### Exercise prompt:
Report, from the records below, every line where the word "their" appears.

### Dataset records:
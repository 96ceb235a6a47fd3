//! DuckDB-backed [`Store`].

use std::path::Path;

use anyhow::{Context, Result};
use duckdb::{Connection, params_from_iter};

use crate::error::StoreError;
use crate::query::{self, Conditions, Fields, Value};
use crate::schema::{ColumnKind, Table, create_schema_sql};
use crate::store::{Row, Store};

/// A single serial DuckDB session; every statement auto-commits.
pub struct DuckStore {
    conn: Connection,
}

impl DuckStore {
    /// Open (or create) a database file and make sure the schema exists.
    pub fn open(path: &Path) -> Result<Self> {
        if let Some(parent) = path.parent().filter(|p| !p.as_os_str().is_empty()) {
            std::fs::create_dir_all(parent)
                .with_context(|| format!("Failed to create directory: {}", parent.display()))?;
        }
        let conn = Connection::open(path)
            .with_context(|| format!("Failed to open database: {}", path.display()))?;
        let store = Self { conn };
        store.init_schema()?;
        Ok(store)
    }

    pub fn open_in_memory() -> Result<Self> {
        let conn =
            Connection::open_in_memory().context("Failed to open DuckDB in-memory connection")?;
        let store = Self { conn };
        store.init_schema()?;
        Ok(store)
    }

    /// Create sequences and tables that do not exist yet.
    pub fn init_schema(&self) -> Result<()> {
        self.conn
            .execute_batch(&create_schema_sql())
            .context("Failed to create schema")
    }

    pub(crate) fn connection(&self) -> &Connection {
        &self.conn
    }
}

fn read_row(table: Table, row: &duckdb::Row<'_>) -> duckdb::Result<Row> {
    let mut values = Vec::with_capacity(table.columns().len());
    for (i, column) in table.columns().iter().enumerate() {
        let value = match column.kind() {
            ColumnKind::Int => Value::from(row.get::<_, Option<i64>>(i)?),
            ColumnKind::Text => Value::from(row.get::<_, Option<String>>(i)?),
        };
        values.push(value);
    }
    Ok(Row::new(table, values))
}

impl Store for DuckStore {
    fn find(&self, table: Table, conditions: &Conditions) -> Result<Vec<Row>, StoreError> {
        let stmt = query::select(table, conditions)?;
        log::trace!("{}", stmt.sql);
        let mut prepared = self.conn.prepare(&stmt.sql)?;
        let rows = prepared.query_map(params_from_iter(stmt.params), |row| read_row(table, row))?;
        Ok(rows.collect::<duckdb::Result<Vec<_>>>()?)
    }

    fn insert(&self, table: Table, fields: &Fields) -> Result<i64, StoreError> {
        let stmt = query::insert(table, fields)?;
        log::trace!("{}", stmt.sql);
        let id = self
            .conn
            .query_row(&stmt.sql, params_from_iter(stmt.params), |row| row.get::<_, i64>(0))?;
        Ok(id)
    }

    fn delete(&self, table: Table, conditions: &Conditions) -> Result<usize, StoreError> {
        let stmt = query::delete(table, conditions)?;
        log::trace!("{}", stmt.sql);
        Ok(self.conn.execute(&stmt.sql, params_from_iter(stmt.params))?)
    }

    fn count(&self, table: Table, conditions: &Conditions) -> Result<usize, StoreError> {
        let stmt = query::count(table, conditions)?;
        let n = self
            .conn
            .query_row(&stmt.sql, params_from_iter(stmt.params), |row| row.get::<_, i64>(0))?;
        Ok(usize::try_from(n).unwrap_or(0))
    }
}

#[cfg(test)]
mod tests {
    use super::*;
    use crate::schema::Column;

    #[test]
    fn insert_find_delete() {
        let store = DuckStore::open_in_memory().unwrap();
        let a = store
            .insert(Table::Journal, &Fields::new().set(Column::JournalName, "JAMA"))
            .unwrap();
        let b = store
            .insert(Table::Journal, &Fields::new().set(Column::JournalName, "NEJM"))
            .unwrap();
        assert_ne!(a, b);

        let rows = store
            .find(Table::Journal, &Conditions::new().eq(Column::JournalName, "NEJM"))
            .unwrap();
        assert_eq!(rows.len(), 1);
        assert_eq!(rows[0].id(), b);

        let removed = store
            .delete(Table::Journal, &Conditions::new().eq(Column::JournalId, a))
            .unwrap();
        assert_eq!(removed, 1);
        assert_eq!(store.count(Table::Journal, &Conditions::new()).unwrap(), 1);
    }

    #[test]
    fn schema_bootstrap_is_idempotent() {
        let store = DuckStore::open_in_memory().unwrap();
        store.init_schema().unwrap();
        store.init_schema().unwrap();
        for table in Table::ALL {
            assert_eq!(store.count(table, &Conditions::new()).unwrap(), 0);
        }
    }

    #[test]
    fn nullable_columns_round_trip() {
        let store = DuckStore::open_in_memory().unwrap();
        let id = store
            .insert(
                Table::Publication,
                &Fields::new()
                    .set(Column::PublicationJournal, 1i64)
                    .set(Column::Title, "Study of X")
                    .set(Column::Doi, None::<String>),
            )
            .unwrap();
        let rows = store
            .find(Table::Publication, &Conditions::new().eq(Column::Doi, None::<String>))
            .unwrap();
        assert_eq!(rows[0].id(), id);
        assert_eq!(rows[0].text(Column::Title), Some("Study of X"));
        assert_eq!(rows[0].get(Column::DatePublished), &Value::Null);
    }
}
//! Gestalt (Ratcliff/Obershelp) string similarity.
//!
//! [`ratio`] returns `2 * M / T`, where `M` is the number of characters in
//! matching blocks and `T` is the combined length of both inputs. Inputs are
//! lowercased and their whitespace collapsed first, so strings that differ
//! only in case or spacing score exactly `1.0`.
//!
//! Matching blocks are found greedily: the longest common block is taken,
//! then the procedure recurses on the text to its left and to its right.
//! Among equally long blocks the one that appears first in `a` wins.

/// Lowercase and collapse runs of whitespace into single spaces.
pub fn normalize(s: &str) -> String {
    s.split_whitespace()
        .collect::<Vec<_>>()
        .join(" ")
        .to_lowercase()
}

/// Similarity of two strings in `[0.0, 1.0]`, case and whitespace insensitive.
pub fn ratio(a: &str, b: &str) -> f64 {
    let a: Vec<char> = normalize(a).chars().collect();
    let b: Vec<char> = normalize(b).chars().collect();
    ratio_chars(&a, &b)
}

/// Case-insensitive, whitespace-insensitive equality.
pub fn same_text(a: &str, b: &str) -> bool {
    normalize(a) == normalize(b)
}

fn ratio_chars(a: &[char], b: &[char]) -> f64 {
    let total = a.len() + b.len();
    if total == 0 {
        return 1.0;
    }
    2.0 * matching_chars(a, b) as f64 / total as f64
}

/// Total size of all matching blocks between `a` and `b`.
fn matching_chars(a: &[char], b: &[char]) -> usize {
    let mut matched = 0;
    let mut pending = vec![(0, a.len(), 0, b.len())];

    while let Some((alo, ahi, blo, bhi)) = pending.pop() {
        let (i, j, k) = longest_block(a, b, alo, ahi, blo, bhi);
        if k == 0 {
            continue;
        }
        matched += k;
        if alo < i && blo < j {
            pending.push((alo, i, blo, j));
        }
        if i + k < ahi && j + k < bhi {
            pending.push((i + k, ahi, j + k, bhi));
        }
    }

    matched
}

/// Longest common block of `a[alo..ahi]` and `b[blo..bhi]` as `(i, j, len)`.
fn longest_block(
    a: &[char],
    b: &[char],
    alo: usize,
    ahi: usize,
    blo: usize,
    bhi: usize,
) -> (usize, usize, usize) {
    let (mut best_i, mut best_j, mut best) = (alo, blo, 0);
    let width = bhi - blo;
    // run[x + 1]: length of the common suffix ending at the current a[i] and b[blo + x]
    let mut prev = vec![0usize; width + 1];
    let mut curr = vec![0usize; width + 1];

    for i in alo..ahi {
        for j in blo..bhi {
            let x = j - blo + 1;
            if a[i] == b[j] {
                let k = prev[x - 1] + 1;
                curr[x] = k;
                if k > best {
                    best_i = i + 1 - k;
                    best_j = j + 1 - k;
                    best = k;
                }
            } else {
                curr[x] = 0;
            }
        }
        std::mem::swap(&mut prev, &mut curr);
    }

    (best_i, best_j, best)
}

#[cfg(test)]
mod tests {
    use super::*;

    fn approx(a: f64, b: f64) -> bool {
        (a - b).abs() < 1e-9
    }

    #[test]
    fn identical_strings_score_one() {
        assert_eq!(ratio("Study of X", "Study of X"), 1.0);
    }

    #[test]
    fn case_and_whitespace_are_ignored() {
        assert_eq!(ratio("  Study   of X ", "study OF x"), 1.0);
        assert!(same_text("Jane  Doe", " jane doe"));
    }

    #[test]
    fn empty_inputs() {
        assert_eq!(ratio("", ""), 1.0);
        assert_eq!(ratio("abc", ""), 0.0);
        assert_eq!(ratio("", "abc"), 0.0);
    }

    #[test]
    fn disjoint_strings_score_zero() {
        assert_eq!(ratio("abc", "xyz"), 0.0);
    }

    #[test]
    fn two_separate_blocks() {
        // "ab" and "cd" match: 2 * 4 / 12
        assert!(approx(ratio("qabxcd", "abycdf"), 8.0 / 12.0));
    }

    #[test]
    fn shifted_overlap() {
        assert!(approx(ratio("abcd", "bcde"), 0.75));
    }

    #[test]
    fn exact_boundary_value() {
        assert_eq!(ratio("abcde", "abcdx"), 0.8);
    }

    #[test]
    fn short_name_against_long_name() {
        // " doe" and "jon" match: 2 * 7 / 19
        let score = ratio("Jon Doe", "Jonathan Doe");
        assert!(approx(score, 14.0 / 19.0));
        assert!(score < 0.80);
    }

    #[test]
    fn non_ascii_characters() {
        assert_eq!(ratio("Müller", "MÜLLER"), 1.0);
        assert!(ratio("Müller", "Muller") > 0.8);
    }
}
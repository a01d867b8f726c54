//! Full-loop test: actions flow through the hub into the store, fan out to
//! every member, and each member's reconciler renders the snapshot without
//! echoing it back as a fresh action.

use sqlx::sqlite::SqlitePoolOptions;
use uuid::Uuid;

use watch_server::{
    db,
    hub::SyncHub,
    protocol::{Action, ActionKind, ServerMsg, StateData},
    reconciler::{MediaPlayer, PlayerEvent, Reconciler, ECHO_SUPPRESS_MS},
    state::RoomRegistry,
    store::RoomStore,
};

#[derive(Default)]
struct FakePlayer {
    position: f64,
    rate: f64,
    paused: bool,
    loaded: Option<String>,
    subtitle: Option<String>,
}

impl MediaPlayer for FakePlayer {
    fn position(&self) -> f64 {
        self.position
    }
    fn playback_rate(&self) -> f64 {
        self.rate
    }
    fn seek(&mut self, position: f64) {
        self.position = position;
    }
    fn set_paused(&mut self, paused: bool) {
        self.paused = paused;
    }
    fn set_playback_rate(&mut self, rate: f64) {
        self.rate = rate;
    }
    fn load(&mut self, video_path: Option<&str>) {
        self.loaded = video_path.map(str::to_owned);
    }
    fn set_subtitle(&mut self, url: Option<&str>) {
        self.subtitle = url.map(str::to_owned);
    }
}

async fn hub() -> SyncHub {
    let pool = SqlitePoolOptions::new()
        .max_connections(1)
        .connect("sqlite::memory:")
        .await
        .unwrap();
    db::init_schema(&pool).await.unwrap();
    SyncHub::new(RoomRegistry::default(), RoomStore::new(pool))
}

fn decode(payload: String) -> StateData {
    let ServerMsg::State { data } = serde_json::from_str(&payload).unwrap();
    data
}

#[tokio::test]
async fn play_propagates_without_a_feedback_loop() {
    let hub = hub().await;
    let room = "movie-night";

    // Two members join; both see the paused default.
    let (ServerMsg::State { data: init_a }, mut rx_a) =
        hub.join(room, Uuid::new_v4()).await.unwrap();
    let (ServerMsg::State { data: init_b }, mut rx_b) =
        hub.join(room, Uuid::new_v4()).await.unwrap();
    assert!(init_a.paused && init_b.paused);

    let mut rec_a = Reconciler::new();
    let mut rec_b = Reconciler::new();
    let mut player_a = FakePlayer { rate: 1.0, paused: true, ..Default::default() };
    let mut player_b = FakePlayer { rate: 1.0, paused: true, ..Default::default() };

    rec_a.apply_state(&init_a, &mut player_a, init_a.server_time);
    rec_b.apply_state(&init_b, &mut player_b, init_b.server_time);

    // A presses play well after the join settled: a genuine user event.
    let t_play = init_a.server_time + ECHO_SUPPRESS_MS + 1_000;
    player_a.paused = false;
    let action = rec_a
        .on_player_event(PlayerEvent::Play, &player_a, t_play)
        .expect("genuine play must become an action");
    assert_eq!(action.kind, ActionKind::Play);

    hub.apply(room, &action).await.unwrap();

    // Both members (sender included) receive the same authoritative state.
    let state_a = decode(rx_a.recv().await.unwrap());
    let state_b = decode(rx_b.recv().await.unwrap());
    assert!(!state_a.paused && !state_b.paused);
    assert_eq!(state_a.updated_at, state_b.updated_at);

    rec_b.apply_state(&state_b, &mut player_b, state_b.server_time);
    assert!(!player_b.paused);

    // B's media element fires `play` as a side effect of the programmatic
    // call; inside the suppression window it must not become an action.
    assert!(rec_b
        .on_player_event(PlayerEvent::Play, &player_b, state_b.server_time + 100)
        .is_none());
}

#[tokio::test]
async fn seek_converges_members_to_the_same_position() {
    let hub = hub().await;
    let room = "r";

    let (ServerMsg::State { data: init }, _rx_a) = hub.join(room, Uuid::new_v4()).await.unwrap();
    let (_, mut rx_b) = hub.join(room, Uuid::new_v4()).await.unwrap();

    hub.apply(
        room,
        &Action { kind: ActionKind::Seek, position: Some(300.0), playback_rate: Some(1.0) },
    )
    .await
    .unwrap();

    let state = decode(rx_b.recv().await.unwrap());
    let mut rec = Reconciler::new();
    let mut player = FakePlayer { rate: 1.0, paused: true, position: 5.0, ..Default::default() };
    rec.apply_state(&state, &mut player, state.server_time);

    // Room is paused (seek leaves the default paused flag), so the target
    // is exact.
    assert_eq!(player.position, 300.0);
    assert!(player.paused);
    assert!(state.updated_at >= init.updated_at);
}

#[tokio::test]
async fn set_video_restarts_playback_for_everyone() {
    let hub = hub().await;
    let room = "r";

    let (_, mut rx) = hub.join(room, Uuid::new_v4()).await.unwrap();
    hub.apply(
        room,
        &Action { kind: ActionKind::Play, position: Some(95.0), playback_rate: None },
    )
    .await
    .unwrap();
    rx.recv().await.unwrap();

    hub.set_video(room, Some("films/heat.mp4".into())).await.unwrap();
    let state = decode(rx.recv().await.unwrap());

    let mut rec = Reconciler::new();
    let mut player = FakePlayer { rate: 1.0, paused: false, position: 95.0, ..Default::default() };
    let discover = rec.apply_state(&state, &mut player, state.server_time);

    assert_eq!(player.loaded.as_deref(), Some("films/heat.mp4"));
    assert_eq!(player.position, 0.0);
    assert!(player.paused);
    // The new video's subtitle discovery is requested exactly once.
    assert_eq!(discover.as_deref(), Some("films/heat.mp4"));
}
use std::path::PathBuf;

use crate::error::AppResult;

/// Process configuration, collected from the environment once at startup
/// and shared through an `Extension` layer.
#[derive(Clone)]
pub struct Config {
    pub database_url: String,
    pub bind_addr: String,
    /// Root directory of the video library; every `videoPath` is relative
    /// to it.
    pub library_root: PathBuf,
    pub jwt_secret: String,
    /// Cumulative size cap for uploaded media, enforced by the janitor.
    pub upload_disk_cap: u64,
}

const DEFAULT_DISK_CAP: u64 = 10 * 1024 * 1024 * 1024; // 10 GB

impl Config {
    pub fn from_env() -> AppResult<Self> {
        let database_url = std::env::var("DATABASE_URL")?;
        let bind_addr = std::env::var("BIND_ADDR").unwrap_or_else(|_| "0.0.0.0:3000".into());
        let library_root = std::env::var("LIBRARY_ROOT")
            .map(PathBuf::from)
            .unwrap_or_else(|_| PathBuf::from("library"));
        let jwt_secret = std::env::var("JWT_SECRET")?;
        let upload_disk_cap = std::env::var("UPLOAD_DISK_CAP")
            .ok()
            .and_then(|v| v.parse().ok())
            .unwrap_or(DEFAULT_DISK_CAP);

        Ok(Self {
            database_url,
            bind_addr,
            library_root,
            jwt_secret,
            upload_disk_cap,
        })
    }
}
//! Durable authoritative record of each room's playback state.
//!
//! One row per room id, created lazily on first access and never deleted.
//! Mutations are full-row replace-on-write: `update` coalesces the patch
//! over the current row and stamps `updated_at`. Last writer wins; the hub
//! serializes callers per room so no two read-modify-writes interleave.

use chrono::Utc;
use sqlx::SqlitePool;

use crate::error::AppResult;

pub fn now_ms() -> i64 {
    Utc::now().timestamp_millis()
}

#[derive(Debug, Clone, PartialEq, sqlx::FromRow)]
pub struct RoomState {
    pub room_id: String,
    /// Relative identifier of the active media resource; `None` means
    /// nothing selected.
    pub video_path: Option<String>,
    pub position: f64,
    pub paused: bool,
    pub playback_rate: f64,
    /// Epoch ms of the last mutation.
    pub updated_at: i64,
}

/// Field-level patch folded over the current row. Absent fields keep their
/// prior value.
#[derive(Debug, Clone, Default)]
pub struct StatePatch {
    /// `Some(None)` clears the active video.
    pub video_path: Option<Option<String>>,
    pub position: Option<f64>,
    pub paused: Option<bool>,
    pub playback_rate: Option<f64>,
}

#[derive(Clone)]
pub struct RoomStore {
    pool: SqlitePool,
}

impl RoomStore {
    pub fn new(pool: SqlitePool) -> Self {
        Self { pool }
    }

    /// Existing row, or the default row `(no video, 0, paused, rate 1)`
    /// created atomically on first access. Concurrent first-access from
    /// several channels resolves to a single row via the conflict clause.
    pub async fn get(&self, room_id: &str) -> AppResult<RoomState> {
        sqlx::query(
            "INSERT INTO room_state (room_id, video_path, position, paused, playback_rate, updated_at) \
             VALUES (?, NULL, 0, 1, 1.0, ?) \
             ON CONFLICT(room_id) DO NOTHING",
        )
        .bind(room_id)
        .bind(now_ms())
        .execute(&self.pool)
        .await?;

        let row = sqlx::query_as::<_, RoomState>(
            "SELECT room_id, video_path, position, paused, playback_rate, updated_at \
             FROM room_state WHERE room_id = ?",
        )
        .bind(room_id)
        .fetch_one(&self.pool)
        .await?;
        Ok(row)
    }

    /// Read-modify-write: coalesce each provided field over the current
    /// row, stamp `updated_at`, write the full row back.
    pub async fn update(&self, room_id: &str, patch: StatePatch) -> AppResult<RoomState> {
        let cur = self.get(room_id).await?;
        let next = RoomState {
            room_id: cur.room_id,
            video_path: patch.video_path.unwrap_or(cur.video_path),
            position: patch.position.unwrap_or(cur.position),
            paused: patch.paused.unwrap_or(cur.paused),
            playback_rate: patch.playback_rate.unwrap_or(cur.playback_rate),
            updated_at: now_ms(),
        };

        sqlx::query(
            "UPDATE room_state \
             SET video_path = ?, position = ?, paused = ?, playback_rate = ?, updated_at = ? \
             WHERE room_id = ?",
        )
        .bind(&next.video_path)
        .bind(next.position)
        .bind(next.paused)
        .bind(next.playback_rate)
        .bind(next.updated_at)
        .bind(room_id)
        .execute(&self.pool)
        .await?;
        Ok(next)
    }
}

#[cfg(test)]
mod tests {
    use super::*;
    use crate::db;

    async fn store() -> RoomStore {
        RoomStore::new(db::memory_pool().await)
    }

    #[tokio::test]
    async fn first_access_creates_default_row() {
        let store = store().await;
        let row = store.get("movie-night").await.unwrap();
        assert_eq!(row.video_path, None);
        assert_eq!(row.position, 0.0);
        assert!(row.paused);
        assert_eq!(row.playback_rate, 1.0);
    }

    #[tokio::test]
    async fn concurrent_first_access_yields_one_row() {
        let store = store().await;
        let (a, b) = tokio::join!(store.get("r"), store.get("r"));
        let (a, b) = (a.unwrap(), b.unwrap());
        assert_eq!(a.video_path, b.video_path);
        assert_eq!(a.position, b.position);
        assert_eq!(a.paused, b.paused);
        assert_eq!(a.playback_rate, b.playback_rate);

        let (count,): (i64,) = sqlx::query_as("SELECT COUNT(*) FROM room_state")
            .fetch_one(&store.pool)
            .await
            .unwrap();
        assert_eq!(count, 1);
    }

    #[tokio::test]
    async fn update_coalesces_absent_fields() {
        let store = store().await;
        store
            .update(
                "r",
                StatePatch {
                    video_path: Some(Some("films/heat.mp4".into())),
                    position: Some(30.0),
                    paused: Some(false),
                    playback_rate: None,
                },
            )
            .await
            .unwrap();

        // Only position provided; everything else must survive.
        let row = store
            .update("r", StatePatch { position: Some(45.5), ..Default::default() })
            .await
            .unwrap();
        assert_eq!(row.video_path.as_deref(), Some("films/heat.mp4"));
        assert_eq!(row.position, 45.5);
        assert!(!row.paused);
        assert_eq!(row.playback_rate, 1.0);
    }

    #[tokio::test]
    async fn clearing_video_writes_null() {
        let store = store().await;
        store
            .update(
                "r",
                StatePatch { video_path: Some(Some("a.mp4".into())), ..Default::default() },
            )
            .await
            .unwrap();
        let row = store
            .update("r", StatePatch { video_path: Some(None), ..Default::default() })
            .await
            .unwrap();
        assert_eq!(row.video_path, None);

        let fetched = store.get("r").await.unwrap();
        assert_eq!(fetched.video_path, None);
    }

    #[tokio::test]
    async fn updated_at_is_non_decreasing() {
        let store = store().await;
        let mut last = store.get("r").await.unwrap().updated_at;
        for i in 0..5 {
            let row = store
                .update("r", StatePatch { position: Some(i as f64), ..Default::default() })
                .await
                .unwrap();
            assert!(row.updated_at >= last);
            last = row.updated_at;
        }
    }
}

### Your response:
//! lowercased and their whitespace collapsed first, so strings that differ
/// Field-level patch folded over the current row. Absent fields keep their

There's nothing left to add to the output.